Di lei ne parla oggi il Corriere del Mezzogiorno in un articolo di Alessandra Chetta che riporta brani di alcune interviste della Tarantina. «Federico non credeva fossi un uomo viste le mie sembianze, fino a quando non gli feci vedere il mio membro» dirà a Gay.it. Conosce Pier Paolo Pasolini e Laura Betti ,«anche se non sapevo minimamente chi fossero», o forse furono loro a conoscere lei, star dei salotti. S’imbatte in Alberto Moravia, «un gran cafone», e incrocia più volte Goffredo Parise, che invece descrive come persona meravigliosa. In via Margutta era di casa: posava da modella per Novella Parigini, pittrice esistenzialista di nudi che poi, spesso, coincidevano col corpo travisato del femminiello. Sulla Tarantina degli anni d’oro dei grossi guadagni si favoleggia alla grande».

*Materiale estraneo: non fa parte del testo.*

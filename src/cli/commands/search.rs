//! Interactive side of the search module: the search sub-menu and one
//! handler per predicate. Each handler ends in `Browsing` over a non-empty
//! result set, or steps back to the search menu.

use crate::cli::menu::{Browse, State};
use crate::cli::session::{INVALID_CHOICE, Session};
use crate::core::search::{self, TermTarget};
use crate::db::Filter;
use crate::errors::{AppError, AppResult};
use crate::ui::messages::header;
use crate::utils::date::format_date;
use crate::utils::formatting::numbered;
use crate::utils::{parse_date, parse_duration};
use std::io::{BufRead, Write};

const SEARCH_MENU: [(&str, &str); 5] = [
    ("a", "Employee name"),
    ("b", "Entry date"),
    ("c", "Task duration"),
    ("d", "Search term"),
    ("q", "Return to main menu"),
];

const DATE_MENU: [(&str, &str); 3] = [
    ("a", "Pick from existing dates"),
    ("b", "Date range"),
    ("q", "Back to search menu"),
];

const TERM_MENU: [(&str, &str); 3] = [
    ("a", "Task name"),
    ("b", "Notes"),
    ("q", "Back to search menu"),
];

fn print_menu<R: BufRead, W: Write>(
    s: &mut Session<R, W>,
    items: &[(&str, &str)],
) -> AppResult<()> {
    for (key, label) in items {
        s.console.write_line(format!("{}) {}", key, label))?;
    }
    Ok(())
}

/// Run the filter; browse the results or report an empty set.
fn browse_or_back<R: BufRead, W: Write>(
    s: &mut Session<R, W>,
    filter: &Filter,
) -> AppResult<State> {
    let results = search::run(&s.store, filter)?;
    if results.is_empty() {
        s.flash_info(format!("No entries found for {}.", filter.describe()));
        return Ok(State::Searching);
    }
    Ok(State::Browsing(Browse::new(results)))
}

pub fn handle<R: BufRead, W: Write>(s: &mut Session<R, W>) -> AppResult<State> {
    if s.store.count()? == 0 {
        s.flash_info("There are no entries to search yet.");
        return Ok(State::MainMenu);
    }

    s.console.clear()?;
    s.console.write_line(header("Search entries"))?;
    print_menu(s, &SEARCH_MENU)?;

    let choice = s
        .console
        .choice("\nWhat would you like to search by?\n> ")?;
    let next = match choice.as_str() {
        "a" => State::SearchEmployee,
        "b" => State::SearchDate,
        "c" => State::SearchDuration,
        "d" => State::SearchTerm,
        "q" => State::MainMenu,
        _ => {
            s.flash_error(INVALID_CHOICE);
            State::Searching
        }
    };
    Ok(next)
}

/// List every entry's employee, then browse the chosen one's entries.
pub fn by_employee<R: BufRead, W: Write>(s: &mut Session<R, W>) -> AppResult<State> {
    let names = search::employee_choices(&s.store)?;

    s.console.clear()?;
    s.console.write_line(header("Search by employee"))?;
    for (i, name) in names.iter().enumerate() {
        s.console.write_line(numbered(i + 1, names.len(), name))?;
    }

    loop {
        let input = s.console.read_line(
            "\nEnter the name of the employee you wish to view entries from\n(or 'q' to go back):\n> ",
        )?;
        let name = input.trim();

        if names.iter().any(|n| n == name) {
            return browse_or_back(s, &search::by_employee(name));
        }
        if name.eq_ignore_ascii_case("q") {
            return Ok(State::Searching);
        }
        s.console.error("No entries for that employee. Please type a name from the list.")?;
    }
}

pub fn by_date<R: BufRead, W: Write>(s: &mut Session<R, W>) -> AppResult<State> {
    s.console.clear()?;
    s.console.write_line(header("Search by date"))?;
    print_menu(s, &DATE_MENU)?;

    let choice = s.console.choice("\n> ")?;
    match choice.as_str() {
        "a" => pick_date(s),
        "b" => date_range(s),
        "q" => Ok(State::Searching),
        _ => {
            s.flash_error(INVALID_CHOICE);
            Ok(State::SearchDate)
        }
    }
}

/// Pick one of the dates on record by its number.
fn pick_date<R: BufRead, W: Write>(s: &mut Session<R, W>) -> AppResult<State> {
    let dates = search::date_choices(&s.store)?;

    s.console.write_line("")?;
    for (i, d) in dates.iter().enumerate() {
        s.console.write_line(numbered(i + 1, dates.len(), &format_date(d)))?;
    }

    let total = dates.len();
    let picked = s.console.ask_until(
        "\nEnter the number of the date you would like to search\n(or 'q' to go back):\n> ",
        |v| {
            let v = v.trim();
            if v.eq_ignore_ascii_case("q") {
                return Ok(None);
            }
            match v.parse::<usize>() {
                Ok(n) if (1..=total).contains(&n) => Ok(Some(n - 1)),
                _ => Err(AppError::Validation(format!(
                    "please enter a number between 1 and {}",
                    total
                ))),
            }
        },
    )?;

    match picked {
        Some(i) => browse_or_back(s, &search::by_date(dates[i])),
        None => Ok(State::Searching),
    }
}

/// Inclusive range between two typed dates.
fn date_range<R: BufRead, W: Write>(s: &mut Session<R, W>) -> AppResult<State> {
    let start = s
        .console
        .ask_until("\nStart date (MM/DD/YYYY):\n> ", parse_date)?;
    let end = s
        .console
        .ask_until("End date (MM/DD/YYYY):\n> ", parse_date)?;

    browse_or_back(s, &search::by_date_range(start, end))
}

/// Exact task time; durations with no entry are re-prompted.
pub fn by_duration<R: BufRead, W: Write>(s: &mut Session<R, W>) -> AppResult<State> {
    let durations = search::duration_choices(&s.store)?;

    s.console.clear()?;
    s.console.write_line(header("Search by duration"))?;
    let listed: Vec<String> = durations.iter().map(|m| m.to_string()).collect();
    s.console
        .write_line(format!("Durations on record (minutes): {}", listed.join(", ")))?;

    loop {
        let input = s.console.read_line(
            "\nWhat duration of time would you like to search? (or 'q' to go back)\n> ",
        )?;
        if input.trim().eq_ignore_ascii_case("q") {
            return Ok(State::Searching);
        }

        let minutes = match parse_duration(&input) {
            Ok(m) => m,
            Err(e) => {
                s.console.error(e)?;
                continue;
            }
        };

        match search::by_duration(&s.store, minutes)? {
            Some(filter) => return browse_or_back(s, &filter),
            None => s.console.error(
                "There are no entries with that duration of time. Please try another time.",
            )?,
        }
    }
}

/// Substring search in task names or notes.
pub fn by_term<R: BufRead, W: Write>(s: &mut Session<R, W>) -> AppResult<State> {
    s.console.clear()?;
    s.console.write_line(header("Search by term"))?;

    let term = s
        .console
        .ask_until("What term would you like to search for?\n> ", |v| {
            if v.trim().is_empty() {
                Err(AppError::Validation("the search term is empty".into()))
            } else {
                Ok(v.trim().to_string())
            }
        })?;

    s.console.write_line("\nWhere would you like to search?")?;
    print_menu(s, &TERM_MENU)?;

    let target = loop {
        match s.console.choice("> ")?.as_str() {
            "a" => break TermTarget::TaskName,
            "b" => break TermTarget::Notes,
            "q" => return Ok(State::Searching),
            _ => s.console.error("Please enter a, b or q.")?,
        }
    };

    browse_or_back(s, &search::by_term(target, &term))
}
//! One interactive session: the open store plus the console it talks to.

use crate::db::Store;
use crate::ui::Console;
use crate::ui::messages;
use std::io::{BufRead, Write};

/// Shown whenever a menu key is not recognized.
pub const INVALID_CHOICE: &str = "That is not a valid choice. Please try again.";

pub struct Session<R, W> {
    pub store: Store,
    pub console: Console<R, W>,
}

impl<R: BufRead, W: Write> Session<R, W> {
    pub fn new(store: Store, console: Console<R, W>) -> Self {
        Self { store, console }
    }

    /// Write to the operation log. A failure is shown as a warning and
    /// never aborts the action that triggered it.
    pub fn audit(&mut self, operation: &str, target: &str, message: &str) {
        if let Err(e) = self.store.log(operation, target, message) {
            self.console
                .flash(messages::warning(format!("Failed to write internal log: {}", e)));
        }
    }

    /// Tear down, returning the console output.
    pub fn finish(self) -> W {
        self.store.close();
        self.console.into_output()
    }

    pub fn flash_info(&mut self, msg: impl std::fmt::Display) {
        self.console.flash(messages::info(msg));
    }

    pub fn flash_success(&mut self, msg: impl std::fmt::Display) {
        self.console.flash(messages::success(msg));
    }

    pub fn flash_error(&mut self, msg: impl std::fmt::Display) {
        self.console.flash(messages::error(msg));
    }
}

Sempre dal Corriere del Mezzogiorno. «Fa l’intransigente, orgogliosa di essere terzo sesso: «Lgbt, ma che mi significa? Transgender? Mah». Perplessa sulla colorata ostentazione dei Pride e delle nozze gay, come qualche tempo fa la cerimonia della transessuale Alessia ad Aversa: «E’ una cosa che proprio non mi interessa, si fa troppo spettacolo, troppa esibizione, ma se la gente è felice così… Anche se di matrimoni, però finti, tra femminielli ne abbiamo sempre fatti. Sono episodi poi finiti sui libri (i saggi di Eugenio Zito e Paolo Valerio, ndr) e nei film». Disincantata, anche perché fino agli anni Settanta i transessuali erano braccati dalle forze dell’ordine: «Adesso gli omosessuali possono sposarsi ma le offese non sono finite. Ci sarà sempre qualcuno che ti chiama ricchione, femmenélla. Nessuno s’illuda, la discriminazione continua».